§ PROMPT
This exercise asks for every record to be output again exactly.

§ DATA IN THIS EXERCISE
****************************************

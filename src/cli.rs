use clap::{Parser, Subcommand};
use std::path::PathBuf;

use crate::config::CatalogConfig;
use crate::types::Resolution;

/// installkit - browse and select installable items
#[derive(Parser, Debug)]
#[command(name = "installkit")]
#[command(about = "Load item and preset definitions and work out a consistent selection")]
#[command(version)]
pub struct Cli {
    /// JSON configuration file (defaults are used when omitted)
    #[arg(short, long, global = true)]
    pub config: Option<PathBuf>,

    /// Directory searched for item definitions
    #[arg(long, global = true)]
    pub items_dir: Option<PathBuf>,

    /// Directory searched for preset definitions
    #[arg(long, global = true)]
    pub presets_dir: Option<PathBuf>,

    /// File suffix of item definitions (e.g. ".info")
    #[arg(long, global = true)]
    pub item_ext: Option<String>,

    /// File suffix of preset definitions (e.g. ".preset")
    #[arg(long, global = true)]
    pub preset_ext: Option<String>,

    /// Do not apply the default preset after loading
    #[arg(long, global = true)]
    pub no_default_preset: bool,

    /// Enable debug logging
    #[arg(short, long, global = true)]
    pub verbose: bool,

    #[command(subcommand)]
    pub command: Commands,
}

#[derive(Subcommand, Debug)]
pub enum Commands {
    /// Print the category tree with the current selection
    Tree,
    /// Show everything known about one item
    Show {
        /// Item id
        id: String,
    },
    /// Print the transitive dependencies of one item, or of every item
    Deps {
        /// Item id (all items when omitted)
        id: Option<String>,
    },
    /// List the available presets
    Presets,
    /// Apply a preset and/or toggle items, then print the resulting plan
    Select {
        /// Preset applied before any toggles
        #[arg(short, long)]
        preset: Option<String>,

        /// Item ids to check, in order
        #[arg(long = "check", value_name = "ID")]
        check: Vec<String>,

        /// Item ids to uncheck, in order (after the checks)
        #[arg(long = "uncheck", value_name = "ID")]
        uncheck: Vec<String>,

        /// How to handle unchecked dependencies: accept, ignore or decline
        #[arg(long, value_name = "RESOLUTION")]
        dependencies: Option<Resolution>,

        /// How to handle checked dependents: accept, ignore or decline
        #[arg(long, value_name = "RESOLUTION")]
        dependents: Option<Resolution>,
    },
}

impl Cli {
    /// Parse command line arguments
    pub fn parse_args() -> Self {
        Self::parse()
    }

    /// Apply command line overrides on top of a base configuration
    pub fn apply_overrides(&self, mut config: CatalogConfig) -> CatalogConfig {
        if let Some(dir) = &self.items_dir {
            config.items_dir = dir.clone();
        }
        if let Some(dir) = &self.presets_dir {
            config.presets_dir = dir.clone();
        }
        if let Some(ext) = &self.item_ext {
            config.item_extension = ext.clone();
        }
        if let Some(ext) = &self.preset_ext {
            config.preset_extension = ext.clone();
        }
        if self.no_default_preset {
            config.default_preset = None;
        }
        config
    }
}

****************************************

§ RESULT OF THIS EXERCISE
filename src/cli.rs
use clap::{Parser, Subcommand};
use std::path::PathBuf;

use crate::config::CatalogConfig;
use crate::types::Resolution;

/// installkit - browse and select installable items
#[derive(Parser, Debug)]
#[command(name = "installkit")]
#[command(about = "Load item and preset definitions and work out a consistent selection")]
#[command(version)]
pub struct Cli {
    /// JSON configuration file (defaults are used when omitted)
    #[arg(short, long, global = true)]
    pub config: Option<PathBuf>,

    /// Directory searched for item definitions
    #[arg(long, global = true)]
    pub items_dir: Option<PathBuf>,

    /// Directory searched for preset definitions
    #[arg(long, global = true)]
    pub presets_dir: Option<PathBuf>,

    /// File suffix of item definitions (e.g. ".info")
    #[arg(long, global = true)]
    pub item_ext: Option<String>,

    /// File suffix of preset definitions (e.g. ".preset")
    #[arg(long, global = true)]
    pub preset_ext: Option<String>,

    /// Do not apply the default preset after loading
    #[arg(long, global = true)]
    pub no_default_preset: bool,

    /// Enable debug logging
    #[arg(short, long, global = true)]
    pub verbose: bool,

    #[command(subcommand)]
    pub command: Commands,
}

#[derive(Subcommand, Debug)]
pub enum Commands {
    /// Print the category tree with the current selection
    Tree,
    /// Show everything known about one item
    Show {
        /// Item id
        id: String,
    },
    /// Print the transitive dependencies of one item, or of every item
    Deps {
        /// Item id (all items when omitted)
        id: Option<String>,
    },
    /// List the available presets
    Presets,
    /// Apply a preset and/or toggle items, then print the resulting plan
    Select {
        /// Preset applied before any toggles
        #[arg(short, long)]
        preset: Option<String>,

        /// Item ids to check, in order
        #[arg(long = "check", value_name = "ID")]
        check: Vec<String>,

        /// Item ids to uncheck, in order (after the checks)
        #[arg(long = "uncheck", value_name = "ID")]
        uncheck: Vec<String>,

        /// How to handle unchecked dependencies: accept, ignore or decline
        #[arg(long, value_name = "RESOLUTION")]
        dependencies: Option<Resolution>,

        /// How to handle checked dependents: accept, ignore or decline
        #[arg(long, value_name = "RESOLUTION")]
        dependents: Option<Resolution>,
    },
}

impl Cli {
    /// Parse command line arguments
    pub fn parse_args() -> Self {
        Self::parse()
    }

    /// Apply command line overrides on top of a base configuration
    pub fn apply_overrides(&self, mut config: CatalogConfig) -> CatalogConfig {
        if let Some(dir) = &self.items_dir {
            config.items_dir = dir.clone();
        }
        if let Some(dir) = &self.presets_dir {
            config.presets_dir = dir.clone();
        }
        if let Some(ext) = &self.item_ext {
            config.item_extension = ext.clone();
        }
        if let Some(ext) = &self.preset_ext {
            config.preset_extension = ext.clone();
        }
        if self.no_default_preset {
            config.default_preset = None;
        }
        config
    }
}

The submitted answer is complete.